You can find the solution to part 1 here.
Challenge 1 was fairly straight forward. The executable in it's entirety was rather small and wholly contained within the main application entry point. The 'key' was a hard-coded value in the executable that stood out visually (when analyzed in a hex-viewer) and the decryption routine was a simple XOR bitwise operation. As we will see, challenge 2 introduces additional layers of complexity in the form of a slightly larger application with numerous function calls, and a more convoluted decryption routine.
So let's dive in!
It seems the trend of poor grammar continues! The file name for the second problem is 'very_success' and is missing a file extension. I made a copy of the file and added '.exe' to the file name. This worked just fine as I was able to run the file. Similar to the first challenge, we are presented with a simple command prompt upon execution that requests user input and prints a string based on our input.

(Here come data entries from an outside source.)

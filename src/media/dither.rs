//! Reduction of 8 bit gray rows to packed 1 bit monochrome
//!
//! Output is MSB first with a set bit meaning a lit (white) pixel. Padding
//! bits past `width` in each destination row are left cleared.

use super::DitherMode;

const BAYER_4X4: [[u8; 4]; 4] = [[0, 8, 2, 10], [12, 4, 14, 6], [3, 11, 1, 9], [15, 7, 13, 5]];

const MID_GRAY: i16 = 128;

/// Monochrome packing of a gray image
pub struct MonoPacker<'a> {
    pub src: &'a [u8],
    pub src_stride: usize,
    pub width: usize,
    pub height: usize,
}

impl MonoPacker<'_> {
    pub fn pack(&self, mode: DitherMode, dst: &mut [u8], dst_stride: usize) {
        let row_bytes = self.width.div_ceil(8);
        for y in 0..self.height {
            dst[y * dst_stride..y * dst_stride + row_bytes].fill(0);
        }

        match mode {
            DitherMode::None => self.threshold(dst, dst_stride),
            DitherMode::Bayer => self.ordered(dst, dst_stride),
            DitherMode::ErrorDiffusion => self.diffuse(dst, dst_stride),
        }
    }

    fn gray(&self, x: usize, y: usize) -> u8 {
        self.src[y * self.src_stride + x]
    }

    fn threshold(&self, dst: &mut [u8], dst_stride: usize) {
        for y in 0..self.height {
            for x in 0..self.width {
                if self.gray(x, y) as i16 >= MID_GRAY {
                    set_pixel(dst, dst_stride, x, y);
                }
            }
        }
    }

    fn ordered(&self, dst: &mut [u8], dst_stride: usize) {
        for y in 0..self.height {
            for x in 0..self.width {
                let level = BAYER_4X4[y % 4][x % 4] as u16 * 16 + 8;
                if self.gray(x, y) as u16 > level {
                    set_pixel(dst, dst_stride, x, y);
                }
            }
        }
    }

    fn diffuse(&self, dst: &mut [u8], dst_stride: usize) {
        // one guard column on each side
        let mut current = vec![0i16; self.width + 2];
        let mut next = vec![0i16; self.width + 2];

        for y in 0..self.height {
            for x in 0..self.width {
                let value = self.gray(x, y) as i16 + current[x + 1] / 16;
                let (lit, error) = if value >= MID_GRAY {
                    (true, value - 255)
                } else {
                    (false, value)
                };
                if lit {
                    set_pixel(dst, dst_stride, x, y);
                }
                current[x + 2] += error * 7;
                next[x] += error * 3;
                next[x + 1] += error * 5;
                next[x + 2] += error;
            }
            std::mem::swap(&mut current, &mut next);
            next.fill(0);
        }
    }
}

fn set_pixel(dst: &mut [u8], stride: usize, x: usize, y: usize) {
    dst[y * stride + x / 8] |= 0x80 >> (x % 8);
}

here on disassembling and identifying function calls in assembly if you'd like a better understanding. These calls will introduce function prologues, epilogues, compiler specific conventions, local variable declaration, space allocation for passed arguments, and use of the ESP and EBP registers for computation on the stack. So although a function call is trivial from a programming perspective, it certainly adds some complexity at the assembly layer if you are unfamiliar with these conventions.
In the first function we see a call to sub_401000. This is followed by scasd, stosb, lodsb and a jmp to loc_401096+1. These commands are a little less common and the jmp to loc_401096+1 is somewhat odd but I'm going to ignore this for now and follow the programs intended execution flow. Let's drill into sub_401000.

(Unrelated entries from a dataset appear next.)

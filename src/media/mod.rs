//! Media engine abstraction
//!
//! The pipeline never talks to a codec library directly. It goes through
//! three capabilities provided by a [`MediaEngine`]:
//! - [`MediaSource`]: container demuxing into compressed units
//! - [`VideoDecode`]: compressed units in, raw frames out
//! - [`FrameConvert`]: scale and re-pack a raw frame into the display layout
//!
//! The production engine lives in [`ffmpeg`] behind the `ffmpeg` feature.

pub mod dither;
#[cfg(feature = "ffmpeg")]
pub mod ffmpeg;
#[cfg(test)]
pub(crate) mod testing;

use std::path::Path;
use thiserror::Error;

use crate::pipeline::geometry::Geometry;
use crate::pipeline::types::{Frame, Packet, StreamInfo};

/// Hardware decoders tried by name before falling back to software decoding
pub const HARDWARE_DECODERS: &[(&str, &str)] = &[
    ("h264", "h264_v4l2m2m"),
    ("hevc", "hevc_v4l2m2m"),
    ("mpeg4", "mpeg4_v4l2m2m"),
    ("vp8", "vp8_v4l2m2m"),
    ("vp9", "vp9_v4l2m2m"),
];

/// Name of the hardware decoder for `codec`, if one is known
pub fn hardware_decoder_name(codec: &str) -> Option<&'static str> {
    HARDWARE_DECODERS
        .iter()
        .find(|(name, _)| *name == codec)
        .map(|(_, decoder)| *decoder)
}

/// Scaling filter used when resizing frames
#[repr(u8)]
#[derive(Debug, Clone, Copy, PartialEq, Eq)]
pub enum ScaleAlgorithm {
    FastBilinear = 0,
    Bilinear = 1,
    Bicubic = 2,
    Point = 3,
    Area = 4,
    Lanczos = 5,
}

impl ScaleAlgorithm {
    pub fn from_u8(value: u8) -> Self {
        match value {
            0 => ScaleAlgorithm::FastBilinear,
            1 => ScaleAlgorithm::Bilinear,
            3 => ScaleAlgorithm::Point,
            4 => ScaleAlgorithm::Area,
            5 => ScaleAlgorithm::Lanczos,
            _ => ScaleAlgorithm::Bicubic,
        }
    }
}

/// How gray levels are reduced to one bit per pixel
#[repr(u8)]
#[derive(Debug, Clone, Copy, PartialEq, Eq)]
pub enum DitherMode {
    /// Fixed threshold at mid gray
    None = 0,
    /// Ordered 4x4 Bayer matrix
    Bayer = 1,
    /// Floyd-Steinberg error diffusion
    ErrorDiffusion = 2,
}

impl DitherMode {
    pub fn from_u8(value: u8) -> Self {
        match value {
            0 => DitherMode::None,
            2 => DitherMode::ErrorDiffusion,
            _ => DitherMode::Bayer,
        }
    }
}

/// How a decoder should be located
#[derive(Debug, Clone, Copy, PartialEq, Eq)]
pub enum DecoderLookup<'a> {
    /// A specific decoder implementation
    ByName(&'a str),
    /// Whatever decoder the engine picks for the stream's codec
    ByCodec,
}

#[derive(Debug, Error)]
pub enum MediaError {
    #[error("failed to open {path}: {reason}")]
    Open { path: String, reason: String },

    #[error("{0} has no streams")]
    NoStream(String),

    #[error("no decoder available: {0}")]
    NoDecoder(String),

    #[error("codec error: {0}")]
    Codec(String),

    #[error("converter error: {0}")]
    Converter(String),

    #[error("unsupported: {0}")]
    Unsupported(String),
}

/// Result of pushing into or pulling from a decoder
#[derive(Debug, Error, PartialEq, Eq)]
pub enum DecodeError {
    /// Decoder needs its pending output drained (push) or more input (take)
    #[error("decoder not ready, try again")]
    Again,
    #[error("decode failed: {0}")]
    Failed(String),
}

/// Opened container
pub trait MediaSource: Send {
    /// Every stream the container exposes
    fn streams(&self) -> &[StreamInfo];

    /// Next compressed unit; `Ok(None)` at end of stream
    fn read_unit(&mut self) -> Result<Option<Packet>, MediaError>;
}

/// Push/pull video decoder
pub trait VideoDecode: Send {
    fn name(&self) -> &str;

    /// Geometry of the decoded pictures
    fn geometry(&self) -> Geometry;

    fn push(&mut self, unit: &Packet) -> Result<(), DecodeError>;

    /// Next decoded frame, `Ok(None)` once nothing more is pending
    fn take(&mut self) -> Result<Option<Frame>, DecodeError>;

    /// Signal end of stream so buffered frames can be taken
    fn flush(&mut self) -> Result<(), DecodeError>;
}

/// Frame scaler and pixel-format converter
pub trait FrameConvert: Send {
    /// Convert `src` into the preallocated `dst`
    fn convert(&mut self, src: &Frame, dst: &mut Frame) -> Result<(), MediaError>;
}

pub trait MediaEngine {
    fn open(&self, path: &Path) -> Result<Box<dyn MediaSource>, MediaError>;

    fn open_decoder(
        &self,
        stream: &StreamInfo,
        lookup: DecoderLookup<'_>,
    ) -> Result<Box<dyn VideoDecode>, MediaError>;

    fn build_converter(
        &self,
        source: &Geometry,
        destination: &Geometry,
        algorithm: ScaleAlgorithm,
        dither: DitherMode,
    ) -> Result<Box<dyn FrameConvert>, MediaError>;
}

/// Engine compiled into this binary
pub fn default_engine() -> Result<Box<dyn MediaEngine>, MediaError> {
    #[cfg(feature = "ffmpeg")]
    {
        Ok(Box::new(ffmpeg::FfmpegEngine::new()))
    }
    #[cfg(not(feature = "ffmpeg"))]
    {
        Err(MediaError::Unsupported(
            "built without the `ffmpeg` feature".to_string(),
        ))
    }
}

This sub-routine is where things start to get more interesting. There are two functions at work here.
If the length check passes then we proceed to the second part of our function.

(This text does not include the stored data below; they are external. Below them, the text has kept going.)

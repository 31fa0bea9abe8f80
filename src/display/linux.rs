//! Linux character-device buses: i2c-dev, spidev and the GPIO v1 line API

use std::fs::{File, OpenOptions};
use std::io::{self, Write};
use std::os::fd::{AsRawFd, FromRawFd};
use std::path::Path;

use super::bus::{OutputLine, RegisterBus, StreamBus};

const I2C_SLAVE: u64 = 0x0703;

const SPI_IOC_WR_MODE: u64 = 0x4001_6B01;
const SPI_IOC_WR_BITS_PER_WORD: u64 = 0x4001_6B03;
const SPI_IOC_WR_MAX_SPEED_HZ: u64 = 0x4004_6B04;
/// SPI_IOC_MESSAGE(1)
const SPI_IOC_MESSAGE_1: u64 = 0x4020_6B00;

const GPIO_GET_LINEHANDLE_IOCTL: u64 = 0xC16C_B403;
const GPIOHANDLE_SET_LINE_VALUES_IOCTL: u64 = 0xC040_B409;
const GPIOHANDLES_MAX: usize = 64;
const GPIOHANDLE_REQUEST_OUTPUT: u32 = 1 << 1;

fn check(ret: libc::c_int) -> io::Result<libc::c_int> {
    if ret < 0 {
        Err(io::Error::last_os_error())
    } else {
        Ok(ret)
    }
}

fn open_rw(path: &Path) -> io::Result<File> {
    OpenOptions::new().read(true).write(true).open(path)
}

/// `/dev/i2c-N` bound to one slave address
pub struct I2cDevice {
    file: File,
}

impl I2cDevice {
    pub fn open(path: &Path, address: u16) -> io::Result<Self> {
        let file = open_rw(path)?;
        // SAFETY: I2C_SLAVE takes the address by value
        check(unsafe {
            libc::ioctl(
                file.as_raw_fd(),
                I2C_SLAVE as _,
                libc::c_ulong::from(address),
            )
        })?;
        log::debug!("I2C: opened {} at {:#04x}", path.display(), address);
        Ok(Self { file })
    }
}

impl RegisterBus for I2cDevice {
    fn write(&mut self, bytes: &[u8]) -> io::Result<()> {
        let written = self.file.write(bytes)?;
        if written != bytes.len() {
            return Err(io::Error::new(
                io::ErrorKind::WriteZero,
                format!("short i2c write: {written} of {}", bytes.len()),
            ));
        }
        Ok(())
    }
}

#[repr(C)]
#[derive(Default)]
struct SpiIocTransfer {
    tx_buf: u64,
    rx_buf: u64,
    len: u32,
    speed_hz: u32,
    delay_usecs: u16,
    bits_per_word: u8,
    cs_change: u8,
    tx_nbits: u8,
    rx_nbits: u8,
    word_delay_usecs: u8,
    pad: u8,
}

/// `/dev/spidevB.C` configured for write-only transfers
pub struct SpiDevice {
    file: File,
    speed_hz: u32,
    bits_per_word: u8,
}

impl SpiDevice {
    pub fn open(path: &Path, mode: u8, bits_per_word: u8, speed_hz: u32) -> io::Result<Self> {
        let file = open_rw(path)?;
        let fd = file.as_raw_fd();
        // SAFETY: each request reads one value of the pointed-to width
        unsafe {
            check(libc::ioctl(fd, SPI_IOC_WR_MODE as _, &mode as *const u8))?;
            check(libc::ioctl(
                fd,
                SPI_IOC_WR_BITS_PER_WORD as _,
                &bits_per_word as *const u8,
            ))?;
            check(libc::ioctl(
                fd,
                SPI_IOC_WR_MAX_SPEED_HZ as _,
                &speed_hz as *const u32,
            ))?;
        }
        log::debug!(
            "SPI: opened {} mode {} {} bits {} Hz",
            path.display(),
            mode,
            bits_per_word,
            speed_hz
        );
        Ok(Self {
            file,
            speed_hz,
            bits_per_word,
        })
    }
}

impl StreamBus for SpiDevice {
    fn transfer(&mut self, bytes: &[u8]) -> io::Result<()> {
        let message = SpiIocTransfer {
            tx_buf: bytes.as_ptr() as u64,
            len: bytes.len() as u32,
            speed_hz: self.speed_hz,
            bits_per_word: self.bits_per_word,
            ..Default::default()
        };
        // SAFETY: the transfer only reads `len` bytes from `tx_buf`, which outlives the call
        check(unsafe {
            libc::ioctl(
                self.file.as_raw_fd(),
                SPI_IOC_MESSAGE_1 as _,
                &message as *const SpiIocTransfer,
            )
        })?;
        Ok(())
    }
}

#[repr(C)]
struct GpioHandleRequest {
    line_offsets: [u32; GPIOHANDLES_MAX],
    flags: u32,
    default_values: [u8; GPIOHANDLES_MAX],
    consumer_label: [u8; 32],
    lines: u32,
    fd: libc::c_int,
}

#[repr(C)]
struct GpioHandleData {
    values: [u8; GPIOHANDLES_MAX],
}

/// One output line requested from `/dev/gpiochipN`
pub struct GpioLine {
    handle: File,
}

impl GpioLine {
    pub fn request(chip: &Path, line: u32, consumer: &str, initial: bool) -> io::Result<Self> {
        let chip_file = open_rw(chip)?;

        let mut request = GpioHandleRequest {
            line_offsets: [0; GPIOHANDLES_MAX],
            flags: GPIOHANDLE_REQUEST_OUTPUT,
            default_values: [0; GPIOHANDLES_MAX],
            consumer_label: [0; 32],
            lines: 1,
            fd: -1,
        };
        request.line_offsets[0] = line;
        request.default_values[0] = initial as u8;
        let label = consumer.as_bytes();
        let len = label.len().min(request.consumer_label.len() - 1);
        request.consumer_label[..len].copy_from_slice(&label[..len]);

        // SAFETY: the kernel fills `fd` in the request struct we own
        check(unsafe {
            libc::ioctl(
                chip_file.as_raw_fd(),
                GPIO_GET_LINEHANDLE_IOCTL as _,
                &mut request as *mut GpioHandleRequest,
            )
        })?;
        if request.fd < 0 {
            return Err(io::Error::other(format!(
                "no line handle for {}:{}",
                chip.display(),
                line
            )));
        }
        // SAFETY: the descriptor was just created for us and is owned by nobody else
        let handle = unsafe { File::from_raw_fd(request.fd) };
        log::debug!("GPIO: {}:{} requested as {}", chip.display(), line, consumer);
        Ok(Self { handle })
    }
}

impl OutputLine for GpioLine {
    fn set_value(&mut self, high: bool) -> io::Result<()> {
        let mut data = GpioHandleData {
            values: [0; GPIOHANDLES_MAX],
        };
        data.values[0] = high as u8;
        // SAFETY: the kernel reads the values array we own
        check(unsafe {
            libc::ioctl(
                self.handle.as_raw_fd(),
                GPIOHANDLE_SET_LINE_VALUES_IOCTL as _,
                &mut data as *mut GpioHandleData,
            )
        })?;
        Ok(())
    }
}

#[cfg(test)]
mod tests {
    use super::*;
    use std::mem;

    #[test]
    fn test_kernel_struct_layouts() {
        assert_eq!(mem::size_of::<SpiIocTransfer>(), 32);
        assert_eq!(mem::size_of::<GpioHandleRequest>(), 364);
        assert_eq!(mem::size_of::<GpioHandleData>(), 64);
    }

    #[test]
    fn test_open_missing_device_fails() {
        assert!(I2cDevice::open(Path::new("/nonexistent/i2c-99"), 0x3C).is_err());
        assert!(SpiDevice::open(Path::new("/nonexistent/spidev9.9"), 0, 8, 1_000_000).is_err());
        assert!(GpioLine::request(Path::new("/nonexistent/gpiochip9"), 1, "test", false).is_err());
    }
}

At this point we've probably gathered as much useful information that can be derived from reviewing the disassembled instructions. There are a lot of register comparisons that occur in the suspected decryption function so it becomes easier to analyze what transpires if we know what the registers actually contain at run-time. We need to use a debugger to gain this view into the applications execution flow. I prefer Immunity but Olly or any other debugger will suffice.
Load your Debugger and Open 'Very Success.exe'. Right click in the disassembled instruction window and select View -> Module 'very_suc'. Select the line directly above the call to ReadFile and press F2 to set a breakpoint. This will halt application execution when it reaches this instruction so that we can manually step into and over subsequent instructions and see each change as it effects the registers and stack.
We also see some 16 bit and 8 bit register references. If you are unfamiliar with this please see the following diagram:
|<-------------- 32 bits ----------->|
| 0 | 0 | 1 | 8 | 0 | 1 | C | 7 |
|<-- 16 bits -->|
| 0 | 1 | C | 7 |
| 8bits | 8bits |
I'm going to walk through each instruction in the decryption routine to help explain things to those unfamiliar with some of the operations that take place.
MOV DX, BX
This instruction moves the low 16 bits from BX into DX effectively zeroing out those bits.
AND DX, 3 performs a bitwise AND operation which effectively does nothing at this point in time.
MOV AX, 1C7
1C7 is a hard-coded value and it is loaded into the lower 16 bits for EAX (which now contains 001801C7). EAX is then pushed onto the stack.
LODS BYTE PTR DS:[ESI] stores the byte from ESI into the AL register. Since ESI points to the user input string, this takes our first value and stores in inside the low 8 bits of EAX. This is important as it is the beginning of our string comparison test against a presumed harcoded key value. ESI increments.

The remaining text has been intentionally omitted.